- **ASSIGNMENT**:
Each record is to be printed again precisely as it reads.
** ENTRIES PROVIDED follows **
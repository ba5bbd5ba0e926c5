//! Headless Chromium sessions over the DevTools protocol
//!
//! Every session launches its own browser process so no cookies, storage or
//! cache leak between sites. The process is torn down in [`RenderSession::close`].

use crate::config::{RenderConfig, UserAgentConfig};
use crate::crawler::render::{NetworkIdle, ReadySignal, RenderSession, Renderer};
use async_trait::async_trait;
use chromiumoxide::cdp::browser_protocol::network::{
    EventLoadingFailed, EventLoadingFinished, EventRequestWillBeSent,
};
use chromiumoxide::{Browser, BrowserConfig, Page};
use futures::StreamExt;
use std::time::Instant;
use tokio::task::JoinHandle;
use url::Url;

/// [`Renderer`] launching a fresh headless Chromium per session
#[derive(Debug, Clone)]
pub struct ChromiumRenderer {
    headless: bool,
    navigation_timeout: std::time::Duration,
    user_agent: Option<String>,
}

impl ChromiumRenderer {
    pub fn new(render: &RenderConfig, user_agent: &UserAgentConfig) -> Self {
        Self {
            headless: render.headless,
            navigation_timeout: render.navigation_timeout(),
            user_agent: user_agent.custom().map(str::to_string),
        }
    }

    fn browser_config(&self) -> Result<BrowserConfig, String> {
        let mut builder = BrowserConfig::builder()
            .no_sandbox()
            .request_timeout(self.navigation_timeout)
            .arg("--disable-gpu")
            .arg("--disable-dev-shm-usage");

        if !self.headless {
            builder = builder.with_head();
        }

        builder.build()
    }
}

#[async_trait]
impl Renderer for ChromiumRenderer {
    async fn open_session(&self) -> Result<Box<dyn RenderSession>, String> {
        let (mut browser, mut handler) = Browser::launch(self.browser_config()?)
            .await
            .map_err(|e| format!("failed to launch browser: {}", e))?;

        // Drive browser events until the connection drops
        let handler_task = tokio::spawn(async move {
            while let Some(event) = handler.next().await {
                if event.is_err() {
                    break;
                }
            }
        });

        let page = match new_page(&browser, self.user_agent.as_deref()).await {
            Ok(page) => page,
            Err(e) => {
                let _ = browser.close().await;
                let _ = browser.wait().await;
                handler_task.abort();
                return Err(e);
            }
        };

        tracing::debug!("Opened browser session");

        Ok(Box::new(ChromiumSession {
            browser,
            page,
            handler_task,
        }))
    }
}

async fn new_page(browser: &Browser, user_agent: Option<&str>) -> Result<Page, String> {
    let page = browser
        .new_page("about:blank")
        .await
        .map_err(|e| format!("failed to open page: {}", e))?;

    if let Some(user_agent) = user_agent {
        page.set_user_agent(user_agent)
            .await
            .map_err(|e| format!("failed to set user agent: {}", e))?;
    }

    Ok(page)
}

struct ChromiumSession {
    browser: Browser,
    page: Page,
    handler_task: JoinHandle<()>,
}

/// Navigates and waits until the page's network traffic settles
///
/// Listeners are attached before navigation so the requests the page issues
/// while loading are counted.
async fn navigate_until_idle(page: &Page, url: &Url, ready: &ReadySignal) -> Result<(), String> {
    let deadline = tokio::time::Instant::now() + ready.timeout;

    let listener_error = |e: chromiumoxide::error::CdpError| format!("network listener: {}", e);
    let mut started = page
        .event_listener::<EventRequestWillBeSent>()
        .await
        .map_err(listener_error)?;
    let mut finished = page
        .event_listener::<EventLoadingFinished>()
        .await
        .map_err(listener_error)?;
    let mut failed = page
        .event_listener::<EventLoadingFailed>()
        .await
        .map_err(listener_error)?;

    tokio::time::timeout_at(deadline, page.goto(url.as_str()))
        .await
        .map_err(|_| format!("navigation timed out after {:?}", ready.timeout))?
        .map_err(|e| format!("navigation failed: {}", e))?;

    let mut idle = NetworkIdle::new(ready, Instant::now());
    loop {
        let now = Instant::now();
        if idle.is_idle(now) {
            tracing::debug!("Network idle for {} ({} in flight)", url, idle.inflight());
            return Ok(());
        }
        if tokio::time::Instant::now() >= deadline {
            return Err(format!(
                "network did not settle within {:?} ({} requests in flight)",
                ready.timeout,
                idle.inflight()
            ));
        }

        let nap = idle.time_until_idle(now).unwrap_or(ready.idle_window);
        let wake = (tokio::time::Instant::now() + nap).min(deadline);

        tokio::select! {
            Some(event) = started.next() => {
                idle.request_started(event.request_id.inner(), Instant::now());
            }
            Some(event) = finished.next() => {
                idle.request_finished(event.request_id.inner(), Instant::now());
            }
            Some(event) = failed.next() => {
                idle.request_finished(event.request_id.inner(), Instant::now());
            }
            _ = tokio::time::sleep_until(wake) => {}
        }
    }
}

#[async_trait]
impl RenderSession for ChromiumSession {
    async fn navigate(&mut self, url: &Url, ready: &ReadySignal) -> Result<(), String> {
        navigate_until_idle(&self.page, url, ready).await
    }

    async fn evaluate(&mut self, script: &str) -> Result<serde_json::Value, String> {
        let result = self
            .page
            .evaluate(script)
            .await
            .map_err(|e| format!("script evaluation failed: {}", e))?;

        Ok(result.value().cloned().unwrap_or(serde_json::Value::Null))
    }

    async fn query_hrefs(&mut self, selector: &str) -> Result<Vec<String>, String> {
        let selector = serde_json::to_string(selector).map_err(|e| e.to_string())?;
        let script = format!(
            "Array.from(document.querySelectorAll({}), a => typeof a.href === 'string' ? a.href : a.getAttribute('href'))",
            selector
        );

        let value = self.evaluate(&script).await?;
        let hrefs: Vec<Option<String>> =
            serde_json::from_value(value).map_err(|e| format!("unexpected anchor list: {}", e))?;

        Ok(hrefs.into_iter().flatten().collect())
    }

    async fn close(mut self: Box<Self>) -> Result<(), String> {
        let closed = self
            .browser
            .close()
            .await
            .map(|_| ())
            .map_err(|e| format!("failed to close browser: {}", e));

        if closed.is_err() {
            let _ = self.browser.kill().await;
        }
        let _ = self.browser.wait().await;
        self.handler_task.abort();

        tracing::debug!("Closed browser session");
        closed
    }
}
** End of ENTRIES PROVIDED **
- **RESULT FOR THIS TASK**:
repository ba5bbd5ba0e926c5
//! Headless Chromium sessions over the DevTools protocol
//!
//! Every session launches its own browser process so no cookies, storage or
//! cache leak between sites. The process is torn down in [`RenderSession::close`].

use crate::config::{RenderConfig, UserAgentConfig};
use crate::crawler::render::{NetworkIdle, ReadySignal, RenderSession, Renderer};
use async_trait::async_trait;
use chromiumoxide::cdp::browser_protocol::network::{
    EventLoadingFailed, EventLoadingFinished, EventRequestWillBeSent,
};
use chromiumoxide::{Browser, BrowserConfig, Page};
use futures::StreamExt;
use std::time::Instant;
use tokio::task::JoinHandle;
use url::Url;

/// [`Renderer`] launching a fresh headless Chromium per session
#[derive(Debug, Clone)]
pub struct ChromiumRenderer {
    headless: bool,
    navigation_timeout: std::time::Duration,
    user_agent: Option<String>,
}

impl ChromiumRenderer {
    pub fn new(render: &RenderConfig, user_agent: &UserAgentConfig) -> Self {
        Self {
            headless: render.headless,
            navigation_timeout: render.navigation_timeout(),
            user_agent: user_agent.custom().map(str::to_string),
        }
    }

    fn browser_config(&self) -> Result<BrowserConfig, String> {
        let mut builder = BrowserConfig::builder()
            .no_sandbox()
            .request_timeout(self.navigation_timeout)
            .arg("--disable-gpu")
            .arg("--disable-dev-shm-usage");

        if !self.headless {
            builder = builder.with_head();
        }

        builder.build()
    }
}

#[async_trait]
impl Renderer for ChromiumRenderer {
    async fn open_session(&self) -> Result<Box<dyn RenderSession>, String> {
        let (mut browser, mut handler) = Browser::launch(self.browser_config()?)
            .await
            .map_err(|e| format!("failed to launch browser: {}", e))?;

        // Drive browser events until the connection drops
        let handler_task = tokio::spawn(async move {
            while let Some(event) = handler.next().await {
                if event.is_err() {
                    break;
                }
            }
        });

        let page = match new_page(&browser, self.user_agent.as_deref()).await {
            Ok(page) => page,
            Err(e) => {
                let _ = browser.close().await;
                let _ = browser.wait().await;
                handler_task.abort();
                return Err(e);
            }
        };

        tracing::debug!("Opened browser session");

        Ok(Box::new(ChromiumSession {
            browser,
            page,
            handler_task,
        }))
    }
}

async fn new_page(browser: &Browser, user_agent: Option<&str>) -> Result<Page, String> {
    let page = browser
        .new_page("about:blank")
        .await
        .map_err(|e| format!("failed to open page: {}", e))?;

    if let Some(user_agent) = user_agent {
        page.set_user_agent(user_agent)
            .await
            .map_err(|e| format!("failed to set user agent: {}", e))?;
    }

    Ok(page)
}

struct ChromiumSession {
    browser: Browser,
    page: Page,
    handler_task: JoinHandle<()>,
}

/// Navigates and waits until the page's network traffic settles
///
/// Listeners are attached before navigation so the requests the page issues
/// while loading are counted.
async fn navigate_until_idle(page: &Page, url: &Url, ready: &ReadySignal) -> Result<(), String> {
    let deadline = tokio::time::Instant::now() + ready.timeout;

    let listener_error = |e: chromiumoxide::error::CdpError| format!("network listener: {}", e);
    let mut started = page
        .event_listener::<EventRequestWillBeSent>()
        .await
        .map_err(listener_error)?;
    let mut finished = page
        .event_listener::<EventLoadingFinished>()
        .await
        .map_err(listener_error)?;
    let mut failed = page
        .event_listener::<EventLoadingFailed>()
        .await
        .map_err(listener_error)?;

    tokio::time::timeout_at(deadline, page.goto(url.as_str()))
        .await
        .map_err(|_| format!("navigation timed out after {:?}", ready.timeout))?
        .map_err(|e| format!("navigation failed: {}", e))?;

    let mut idle = NetworkIdle::new(ready, Instant::now());
    loop {
        let now = Instant::now();
        if idle.is_idle(now) {
            tracing::debug!("Network idle for {} ({} in flight)", url, idle.inflight());
            return Ok(());
        }
        if tokio::time::Instant::now() >= deadline {
            return Err(format!(
                "network did not settle within {:?} ({} requests in flight)",
                ready.timeout,
                idle.inflight()
            ));
        }

        let nap = idle.time_until_idle(now).unwrap_or(ready.idle_window);
        let wake = (tokio::time::Instant::now() + nap).min(deadline);

        tokio::select! {
            Some(event) = started.next() => {
                idle.request_started(event.request_id.inner(), Instant::now());
            }
            Some(event) = finished.next() => {
                idle.request_finished(event.request_id.inner(), Instant::now());
            }
            Some(event) = failed.next() => {
                idle.request_finished(event.request_id.inner(), Instant::now());
            }
            _ = tokio::time::sleep_until(wake) => {}
        }
    }
}

#[async_trait]
impl RenderSession for ChromiumSession {
    async fn navigate(&mut self, url: &Url, ready: &ReadySignal) -> Result<(), String> {
        navigate_until_idle(&self.page, url, ready).await
    }

    async fn evaluate(&mut self, script: &str) -> Result<serde_json::Value, String> {
        let result = self
            .page
            .evaluate(script)
            .await
            .map_err(|e| format!("script evaluation failed: {}", e))?;

        Ok(result.value().cloned().unwrap_or(serde_json::Value::Null))
    }

    async fn query_hrefs(&mut self, selector: &str) -> Result<Vec<String>, String> {
        let selector = serde_json::to_string(selector).map_err(|e| e.to_string())?;
        let script = format!(
            "Array.from(document.querySelectorAll({}), a => typeof a.href === 'string' ? a.href : a.getAttribute('href'))",
            selector
        );

        let value = self.evaluate(&script).await?;
        let hrefs: Vec<Option<String>> =
            serde_json::from_value(value).map_err(|e| format!("unexpected anchor list: {}", e))?;

        Ok(hrefs.into_iter().flatten().collect())
    }

    async fn close(mut self: Box<Self>) -> Result<(), String> {
        let closed = self
            .browser
            .close()
            .await
            .map(|_| ())
            .map_err(|e| format!("failed to close browser: {}", e));

        if closed.is_err() {
            let _ = self.browser.kill().await;
        }
        let _ = self.browser.wait().await;
        self.handler_task.abort();

        tracing::debug!("Closed browser session");
        closed
    }
}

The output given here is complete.